Conflict in Sudan

Previously published December 4, 2021.
Conflict in Sudan

Previously published December 4, 2021.


Since the early 1900s, Darfur, which hosts over 80 different tribes, has had multiple warring tribes causing unrest in the region. Darfur was established as an Islamic sultanate in Western Sudan and stayed predominantly independent throughout conflicts that have strongly affected other regions of Sudan. However, as desertification became a growing issue in Sudan, these tribes, mainly the Fur, Massalit, and the Zaghawa, began to clash over resources,  ideals, and religion. With growing droughts and low crop yields, territorial conflicts began to grow more common with the Zaghawa being driven southward into Fur territory. These conflicts began to grow extremely violent with the introduction of arms from Chad, which borders West Sudan. As a result, warring began to spread throughout Sudan, causing mass displacement and increasing poverty and hunger rates among the Sudanese.

On October 25 this year, the Prime Minister, Abdalla Hamdok, was arrested, sparking outrage throughout Sudan.
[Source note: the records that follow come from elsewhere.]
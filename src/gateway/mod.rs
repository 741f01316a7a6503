//! Axum HTTP gateway for the SPA.
//!
//! Keeps the original frontend's wire contract (`/init_session`, `/chat`,
//! `/listen`, `/talk`) and adds what the prototype backends lacked: body
//! limits, request timeouts, a bounded session store with a background
//! sweeper, and CORS suitable for a separately-hosted SPA.

mod handlers;

use handlers::{handle_chat, handle_health, handle_init_session, handle_listen, handle_talk};

use crate::config::Config;
use crate::error::GatewayError;
use crate::llm::{self, Provider};
use crate::session::{SessionStore, StudentProfile};
use crate::speech::{DeepgramSpeech, Synthesizer, Transcriber};
use anyhow::Result;
use axum::{
    Router,
    extract::DefaultBodyLimit,
    http::StatusCode,
    routing::{get, post},
};
use std::net::SocketAddr;
use std::sync::Arc;
use std::time::Duration;
use tower_http::cors::CorsLayer;
use tower_http::limit::RequestBodyLimitLayer;
use tower_http::timeout::TimeoutLayer;

/// Shared state for all axum handlers
#[derive(Clone)]
pub struct AppState {
    pub provider: Arc<dyn Provider>,
    pub transcriber: Arc<dyn Transcriber>,
    pub synthesizer: Arc<dyn Synthesizer>,
    pub sessions: Arc<SessionStore>,
    pub model: String,
    pub temperature: f64,
    /// Voice used when a persona has no TTS voice configured.
    pub fallback_voice: String,
}

impl AppState {
    pub fn from_config(config: &Config) -> Result<Self> {
        let provider = llm::create_provider(config)?;
        let speech = Arc::new(DeepgramSpeech::new(
            config.speech.api_key.as_deref(),
            &config.speech.stt_model,
        ));

        Ok(Self {
            provider,
            transcriber: speech.clone(),
            synthesizer: speech,
            sessions: Arc::new(SessionStore::new(config.session)),
            model: config.llm.model.clone(),
            temperature: config.llm.temperature,
            fallback_voice: config.speech.tts_voice.clone(),
        })
    }
}

/// `/init_session` request body
#[derive(serde::Deserialize)]
pub struct InitSessionBody {
    pub session_id: String,
    #[serde(default)]
    pub mentor_id: String,
    #[serde(default)]
    pub user_data: StudentProfile,
    #[serde(default)]
    pub current_topic: String,
}

/// `/chat` request body
#[derive(serde::Deserialize)]
pub struct ChatBody {
    pub session_id: String,
    pub message: String,
    #[serde(default)]
    pub mentor_id: String,
    #[serde(default)]
    pub user_context: StudentProfile,
    #[serde(default)]
    pub current_topic: String,
}

/// `/talk` request body
#[derive(serde::Deserialize)]
pub struct TalkBody {
    pub text: String,
    #[serde(default)]
    pub mentor_id: String,
}

/// Run the HTTP gateway.
pub async fn run_gateway(config: Config) -> Result<()> {
    let addr: SocketAddr = format!("{}:{}", config.gateway.host, config.gateway.port).parse()?;
    let listener = tokio::net::TcpListener::bind(addr)
        .await
        .map_err(|e| GatewayError::Bind {
            addr: addr.to_string(),
            message: e.to_string(),
        })?;

    let state = AppState::from_config(&config)?;
    run_gateway_with_listener(listener, state, &config).await
}

/// Run the HTTP gateway from a pre-bound listener (port 0 in tests).
pub async fn run_gateway_with_listener(
    listener: tokio::net::TcpListener,
    state: AppState,
    config: &Config,
) -> Result<()> {
    let addr = listener.local_addr()?;
    tracing::info!(%addr, provider = state.provider.name(), model = %state.model, "gateway listening");

    // Expired sessions are also rejected lazily on access; the sweeper just
    // keeps idle entries from accumulating.
    let sweeper_sessions = state.sessions.clone();
    let sweep_interval = Duration::from_secs(config.session.sweep_interval_secs.max(1));
    tokio::spawn(async move {
        let mut ticker = tokio::time::interval(sweep_interval);
        ticker.set_missed_tick_behavior(tokio::time::MissedTickBehavior::Delay);
        loop {
            ticker.tick().await;
            let removed = sweeper_sessions.prune_expired();
            if removed > 0 {
                tracing::debug!(removed, "session sweep");
            }
        }
    });

    if let Err(e) = state.provider.warmup().await {
        tracing::warn!("provider warmup failed: {e:#}");
    }

    let app = build_router(state, config);
    axum::serve(listener, app)
        .with_graceful_shutdown(shutdown_signal())
        .await?;

    Ok(())
}

async fn shutdown_signal() {
    if let Err(e) = tokio::signal::ctrl_c().await {
        tracing::error!("failed to listen for shutdown signal: {e}");
        return;
    }
    tracing::info!("shutdown signal received");
}

pub fn build_router(state: AppState, config: &Config) -> Router {
    Router::new()
        .route("/health", get(handle_health))
        .route("/init_session", post(handle_init_session))
        .route("/chat", post(handle_chat))
        .route("/listen", post(handle_listen))
        .route("/talk", post(handle_talk))
        .with_state(state)
        .layer(DefaultBodyLimit::max(config.gateway.max_body_bytes))
        .layer(RequestBodyLimitLayer::new(config.gateway.max_body_bytes))
        .layer(TimeoutLayer::with_status_code(
            StatusCode::REQUEST_TIMEOUT,
            Duration::from_secs(config.gateway.request_timeout_secs),
        ))
        // The SPA is served from a different origin and sends no credentials.
        .layer(CorsLayer::permissive())
}
//! Mentor personas and system-prompt assembly.
//!
//! The SPA ships its own copy of the persona card (avatar, colors, welcome
//! line); the gateway owns the part the model sees. Unknown mentor ids fall
//! back to the adaptive default so a stale frontend never breaks a chat.

use crate::session::StudentProfile;

#[derive(Debug, Clone, Copy)]
pub struct MentorPersona {
    pub id: &'static str,
    pub name: &'static str,
    pub role: &'static str,
    /// Teaching-style paragraph injected into the system prompt.
    pub style: &'static str,
    /// Greeting returned from `/init_session`.
    pub welcome: &'static str,
    /// TTS voice for `/talk`.
    pub voice: &'static str,
}

pub const DEFAULT_PERSONA_ID: &str = "raava";

static PERSONAS: &[MentorPersona] = &[
    MentorPersona {
        id: "newton",
        name: "Isaac Newton",
        role: "physicist and mathematician",
        style: "You teach with rigor: start from first principles, define every \
                term before using it, and work through derivations step by step. \
                You expect precision and gently correct imprecise statements.",
        welcome: "Saludos. La naturaleza está escrita en lenguaje matemático; \
                  leámosla juntos con precisión.",
        voice: "aura-2-orion-en",
    },
    MentorPersona {
        id: "raava",
        name: "Raava",
        role: "adaptive AI mentor",
        style: "You adapt to the student: mirror their vocabulary, keep answers \
                short by default, and expand only when asked. Track what they \
                already got right this session and build on it.",
        welcome: "Hola 👋 Estoy lista para adaptar la lección a tu ritmo.",
        voice: "aura-2-celeste-es",
    },
    MentorPersona {
        id: "einstein",
        name: "Albert Einstein",
        role: "theoretical physicist",
        style: "You teach through imagination: open with a thought experiment or \
                everyday analogy, then connect it to the formal idea. Curiosity \
                over formality; never begin with a formula.",
        welcome: "¡Hola! 🎻 La imaginación importa más que el conocimiento. \
                  Empecemos por imaginar.",
        voice: "aura-2-apollo-en",
    },
];

/// Look up a persona, falling back to the default for unknown ids.
pub fn find(id: &str) -> &'static MentorPersona {
    PERSONAS
        .iter()
        .find(|p| p.id == id)
        .or_else(|| PERSONAS.iter().find(|p| p.id == DEFAULT_PERSONA_ID))
        .unwrap_or(&PERSONAS[0])
}

pub fn all() -> &'static [MentorPersona] {
    PERSONAS
}

/// Assemble the per-request system prompt from persona, student profile and
/// the topic the SPA sent with this turn.
pub fn build_system_prompt(
    persona: &MentorPersona,
    profile: &StudentProfile,
    topic: &str,
) -> String {
    let mut prompt = format!(
        "You are {name}, {role}, mentoring a student on an educational platform.\n{style}\n",
        name = persona.name,
        role = persona.role,
        style = persona.style,
    );

    if !profile.is_empty() {
        prompt.push_str("\nAbout the student:\n");
        if let Some(name) = &profile.name {
            prompt.push_str(&format!("- Name: {name}\n"));
        }
        if let Some(interests) = &profile.interests {
            prompt.push_str(&format!("- Interests: {interests}\n"));
        }
        if let Some(goal) = &profile.goal {
            prompt.push_str(&format!("- Goal for this course: {goal}\n"));
        }
        if let Some(learning_style) = &profile.learning_style {
            prompt.push_str(&format!("- Preferred learning style: {learning_style}\n"));
        }
    }

    let topic = topic.trim();
    if !topic.is_empty() {
        prompt.push_str(&format!("\nCurrent topic: {topic}\n"));
    }

    // The SPA renders only a markdown subset; anything else shows as raw text.
    prompt.push_str(
        "\nAnswer in the language the student writes in (the platform's students \
         write in Spanish). Formatting: plain paragraphs, `**bold**` for key \
         terms, and lines starting with `- ` for lists. No headings, tables, \
         code blocks, or LaTeX.",
    );

    prompt
}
Mr. Humdok was previously a UN economist and was appointed by Sudan’s Sovereign Council. On August 31, 2020, Mr. Humdok signed a peace deal with various armed groups working in Darfur, creating a sense that peace was finally achieved in Sudan. This year, Mr. Humdok answered many of the pro-democracy protests ensuring, “a full transition to civilian rule should be in place by November 17”, with elections being promised next year. (Abdallah et. al, 2021) As the tribes and Sudanese government already had a shaky relationship, citizens have become concerned whether previous peace deals will last.

The prime minister was ousted by general Abdel Fattah al-Burhan, who has been vouching for an autocracy, describing that a strong ruler was necessary for the nation. (Waal, 2021) This, in addition to the various protests against Mr. Hamdok’s policies as Prime Minister, has led to political unrest throughout the country. Conversely, Sudan’s Information Ministry released a statement claiming that Mr. Humdok “is still the legitimate transitional authority in the country” and was “kidnapped”. (Abdallah et. al, 2021)

With these controversial statements being released, citizens have begun a movement, protesting the Prime Minister’s coup. Protests have sparked against the military’s actions, many of which have ended violently with protestors being shot or met with tear gas. The usage of social media has led these protests to become an international condemnation against the Sudanese army and General Burhan. Recently, the government placed a shutdown on the Internet and popular social media sites, and many trade unions have broken down in light of recent events, sending the country and its citizens into further chaos due to the lack of democracy.

This outrage is simply echoed by the international community, with the UN, African Union, and East African regional body condemning the military’s actions. (Waal, 2021) Furthermore, the Sudanese military’s relationship with the US is growing increasingly turmoiled. The US Special Envoy, Jeffrey Feldman, reported a pact being made between the military and citizens, however, with the coup being staged merely hours later, US foreign officials were dismayed and halted a $700 million financial aid package. (Waal, 2021) While General Burhan has claimed to uphold the democratic ideals and peace with the Darfur rebels, citizens and foreign officials believe Sudan is moving towards growing instability and authoritarianism.


Works Cited

Abdallah, Yasir, et al. “Sudan’s military dissolves transitional government in coup.”, CNN, 26 October 2021, Accessed 4 November 2021.
Agency Report. “Sudanese govt signs long-awaited peace deal with armed groups.”, The Premium Times, Nigeria, 31 August 2020, Accessed 4 November 2021.
de Waal, Alex. “Sudan coup: Why the army is gambling with the future.”, BBC News Services, 27 October 2021, Accessed 4 November 2021.
OCHA Services. “Understanding Darfur Conflict.”, reliefweb, 19 January 2005, Accessed 4 November 2021.